R-MC frat shut down: Student hospitalized after allegedly being hazed with alcohol
Melodie N. Martin, Richmond Times-Dispatch
A fraternity at Randolph-Macon College in Ashland has been shut down after an incident involving alcohol abuse that sent a 19-year-old student to the hospital.
In an e-mail sent Monday to students, faculty and staff, college President Robert R. Lindgren announced the immediate closure of the Kappa-Tau chapter of Lambda Chi Alpha Fraternity, stating that "any acts of hazing, inappropriate alcohol use, and behavior that is harmful to others cannot be tolerated.
"John Holloway, director of chapter services for Lambda Chi Alpha International Fraternity, based in Indianapolis, said the decision to inactivate the chapter was announced Saturday during a meeting in Ashland with fraternity members and college officials.
On Dec. 3, Ashland police responded to a 1:56 a.m. call for medical assistance for a student who had been found unconscious and seemingly intoxicated in front of his dormitory. As an ambulance took him to Bon Secours Memorial Regional Medical Center, medical personnel revived him from heart failure, said Cpl. James Shelhorse, an Ashland police spokesman.
Police determined that the 19-year-old student had received alcohol during a party at Lambda Chi's on-campus fraternity house in the 100 block of College Avenue.
The 19-year-old student, an associate member of the fraternity, has fully recovered and is not under review by the college judicial board, college spokeswoman Anne Marie Lauranzon said.
Aaron Tyler Godwin, 21, of the 4000 block of Lumberjack Lane in Glen Allen has been charged with providing alcohol to minors and hazing, both misdemeanors, Shelhorse said. His case is pending in Hanover County General District Court.
Godwin, who was a member of the fraternity, has gone through the college's judicial process, but the outcomes of such reviews are confidential to protect a student's privacy, Lauranzon said.
Lauranzon described the events as unusual for the small liberal-arts college. Fraternities at Randolph- Macon have closed because of other circumstances, but the December hazing incident was the only one in recent memory, she said.
Holloway said his organization's decision to inactivate the chapter was not based on one event but because "the conditions currently on the campus were not suitable for us to find success.
"The Kappa-Tau chapter, which until recently had about 35 undergraduate members, was founded at the college in 1926 and became part of Lambda Chi Alpha in 1939, Holloway said.The college is helping 16 members who were staying in the house, which belongs to the college, to find new living arrangements.

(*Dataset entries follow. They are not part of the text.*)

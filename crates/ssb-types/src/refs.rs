//! Typed feed and message references (spec §4.1).
//!
//! A [`FeedRef`] identifies a feed (an append-only sequence of messages
//! signed by one key) and a [`MessageRef`] identifies a single message. Both
//! have two canonical forms: a *sigil* string used at UI/RPC boundaries
//! (`@base64.ed25519`, `%base64.sha256`) and a *storage* form — a
//! length-prefixed binary tuple stable under byte comparison — used as the
//! feeds multi-log's sub-log address.

use base64::Engine;
use serde::{Deserialize, Serialize};
use std::fmt;
use std::str::FromStr;

/// Errors converting between sigil, storage, and in-memory reference forms.
#[derive(Debug, Clone, thiserror::Error, PartialEq, Eq)]
pub enum RefError {
    #[error("malformed reference: {0}")]
    Malformed(String),
}

/// Algorithm tag for a [`FeedRef`]. Only Ed25519 feeds are supported; the
/// tag is still explicit so a second algorithm can be added without
/// changing the storage-form layout of existing refs.
#[derive(Clone, Copy, Debug, PartialEq, Eq, Hash, Serialize, Deserialize)]
pub enum FeedAlgo {
    Ed25519,
}

impl FeedAlgo {
    const fn tag_byte(self) -> u8 {
        match self {
            FeedAlgo::Ed25519 => 0,
        }
    }

    fn from_tag_byte(b: u8) -> Result<Self, RefError> {
        match b {
            0 => Ok(FeedAlgo::Ed25519),
            other => Err(RefError::Malformed(format!("unknown feed algo tag {other}"))),
        }
    }

    const fn sigil_suffix(self) -> &'static str {
        match self {
            FeedAlgo::Ed25519 => ".ed25519",
        }
    }
}

/// Algorithm tag for a [`MessageRef`]. Only SHA-256 is supported, matching
/// the `"hash": "sha256"` field of the message JSON (spec §6).
#[derive(Clone, Copy, Debug, PartialEq, Eq, Hash, Serialize, Deserialize)]
pub enum MessageAlgo {
    Sha256,
}

impl MessageAlgo {
    const fn tag_byte(self) -> u8 {
        match self {
            MessageAlgo::Sha256 => 0,
        }
    }

    fn from_tag_byte(b: u8) -> Result<Self, RefError> {
        match b {
            0 => Ok(MessageAlgo::Sha256),
            other => Err(RefError::Malformed(format!(
                "unknown message algo tag {other}"
            ))),
        }
    }

    const fn sigil_suffix(self) -> &'static str {
        match self {
            MessageAlgo::Sha256 => ".sha256",
        }
    }
}

/// A reference to a feed: an algorithm tag plus a 32-byte public key.
///
/// Serializes/deserializes as its sigil string (`@base64.ed25519`), matching
/// how refs appear at the JSON/RPC boundary (spec §6).
#[derive(Clone, Copy, PartialEq, Eq, Hash)]
pub struct FeedRef {
    pub algo: FeedAlgo,
    pub key: [u8; 32],
}

/// A reference to a single stored message: an algorithm tag plus a 32-byte
/// content hash. Serializes as its sigil string (`%base64.sha256`).
#[derive(Clone, Copy, PartialEq, Eq, Hash)]
pub struct MessageRef {
    pub algo: MessageAlgo,
    pub hash: [u8; 32],
}

fn b64_encode(bytes: &[u8]) -> String {
    base64::engine::general_purpose::STANDARD.encode(bytes)
}

fn b64_decode(s: &str) -> Result<Vec<u8>, RefError> {
    base64::engine::general_purpose::STANDARD
        .decode(s)
        .map_err(|e| RefError::Malformed(e.to_string()))
}

impl FeedRef {
    pub fn new(algo: FeedAlgo, key: [u8; 32]) -> Self {
        Self { algo, key }
    }

    /// Length-prefixed-by-convention binary tuple: `algo_tag_byte || key`.
    /// Stable under byte comparison and used as the feeds multi-log address.
    pub fn to_storage(&self) -> Vec<u8> {
        let mut out = Vec::with_capacity(33);
        out.push(self.algo.tag_byte());
        out.extend_from_slice(&self.key);
        out
    }

    pub fn from_storage(bytes: &[u8]) -> Result<Self, RefError> {
        if bytes.len() != 33 {
            return Err(RefError::Malformed(format!(
                "feed storage form must be 33 bytes, got {}",
                bytes.len()
            )));
        }
        let algo = FeedAlgo::from_tag_byte(bytes[0])?;
        let mut key = [0u8; 32];
        key.copy_from_slice(&bytes[1..33]);
        Ok(Self { algo, key })
    }
}

impl MessageRef {
    pub fn new(algo: MessageAlgo, hash: [u8; 32]) -> Self {
        Self { algo, hash }
    }

    pub fn to_storage(&self) -> Vec<u8> {
        let mut out = Vec::with_capacity(33);
        out.push(self.algo.tag_byte());
        out.extend_from_slice(&self.hash);
        out
    }

    pub fn from_storage(bytes: &[u8]) -> Result<Self, RefError> {
        if bytes.len() != 33 {
            return Err(RefError::Malformed(format!(
                "message storage form must be 33 bytes, got {}",
                bytes.len()
            )));
        }
        let algo = MessageAlgo::from_tag_byte(bytes[0])?;
        let mut hash = [0u8; 32];
        hash.copy_from_slice(&bytes[1..33]);
        Ok(Self { algo, hash })
    }

    /// The `MessageRef` for the SHA-256 of `canonical_bytes`.
    pub fn of_sha256(canonical_bytes: &[u8]) -> Self {
        Self {
            algo: MessageAlgo::Sha256,
            hash: ssb_crypto::sha256::hash(canonical_bytes),
        }
    }
}

impl fmt::Display for FeedRef {
    fn fmt(&self, f: &mut fmt::Formatter<'_>) -> fmt::Result {
        write!(f, "@{}{}", b64_encode(&self.key), self.algo.sigil_suffix())
    }
}

impl fmt::Display for MessageRef {
    fn fmt(&self, f: &mut fmt::Formatter<'_>) -> fmt::Result {
        write!(f, "%{}{}", b64_encode(&self.hash), self.algo.sigil_suffix())
    }
}

impl fmt::Debug for FeedRef {
    fn fmt(&self, f: &mut fmt::Formatter<'_>) -> fmt::Result {
        write!(f, "FeedRef({self})")
    }
}

impl fmt::Debug for MessageRef {
    fn fmt(&self, f: &mut fmt::Formatter<'_>) -> fmt::Result {
        write!(f, "MessageRef({self})")
    }
}

impl FromStr for FeedRef {
    type Err = RefError;

    fn from_str(s: &str) -> Result<Self, Self::Err> {
        let rest = s
            .strip_prefix('@')
            .ok_or_else(|| RefError::Malformed(format!("feed sigil must start with '@': {s}")))?;
        let (b64_part, suffix) = rest
            .split_once('.')
            .ok_or_else(|| RefError::Malformed(format!("feed sigil missing algo suffix: {s}")))?;
        let algo = match suffix {
            "ed25519" => FeedAlgo::Ed25519,
            other => {
                return Err(RefError::Malformed(format!(
                    "unknown feed sigil algo: {other}"
                )))
            }
        };
        let key_bytes = b64_decode(b64_part)?;
        let key: [u8; 32] = key_bytes
            .try_into()
            .map_err(|_| RefError::Malformed(format!("feed key must be 32 bytes: {s}")))?;
        Ok(Self { algo, key })
    }
}

impl FromStr for MessageRef {
    type Err = RefError;

    fn from_str(s: &str) -> Result<Self, Self::Err> {
        let rest = s.strip_prefix('%').ok_or_else(|| {
            RefError::Malformed(format!("message sigil must start with '%': {s}"))
        })?;
        let (b64_part, suffix) = rest.split_once('.').ok_or_else(|| {
            RefError::Malformed(format!("message sigil missing algo suffix: {s}"))
        })?;
        let algo = match suffix {
            "sha256" => MessageAlgo::Sha256,
            other => {
                return Err(RefError::Malformed(format!(
                    "unknown message sigil algo: {other}"
                )))
            }
        };
        let hash_bytes = b64_decode(b64_part)?;
        let hash: [u8; 32] = hash_bytes
            .try_into()
            .map_err(|_| RefError::Malformed(format!("message hash must be 32 bytes: {s}")))?;
        Ok(Self { algo, hash })
    }
}

impl Serialize for FeedRef {
    fn serialize<S: serde::Serializer>(&self, serializer: S) -> Result<S::Ok, S::Error> {
        serializer.serialize_str(&self.to_string())
    }
}

impl<'de> Deserialize<'de> for FeedRef {
    fn deserialize<D: serde::Deserializer<'de>>(deserializer: D) -> Result<Self, D::Error> {
        let s = String::deserialize(deserializer)?;
        s.parse().map_err(serde::de::Error::custom)
    }
}

impl Serialize for MessageRef {
    fn serialize<S: serde::Serializer>(&self, serializer: S) -> Result<S::Ok, S::Error> {
        serializer.serialize_str(&self.to_string())
    }
}

impl<'de> Deserialize<'de> for MessageRef {
    fn deserialize<D: serde::Deserializer<'de>>(deserializer: D) -> Result<Self, D::Error> {
        let s = String::deserialize(deserializer)?;
        s.parse().map_err(serde::de::Error::custom)
    }
}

Holloway said Lambda Chi at Randolph-Macon will still exist within the international fraternity, so members who were undergraduates at the time of closure will be considered inactive in good standing with the organization. Upon graduation, they will become alumni in good standing.
But the chapter will not be conducting any further new member associations or initiations until the national organization decides to re-establish an active chapter at the campus, he said.
Randolph-Macon has six other fraternities and four sororities.
Lindgren expressed disappointment in losing the chapter, "but Greek life will flourish only when we take seriously these issues that can have a devastating effect on our students' lives," he wrote.
He said the college is committed to help bring the chapter back to Randolph-Macon when the fraternity's national office and the college deem appropriate.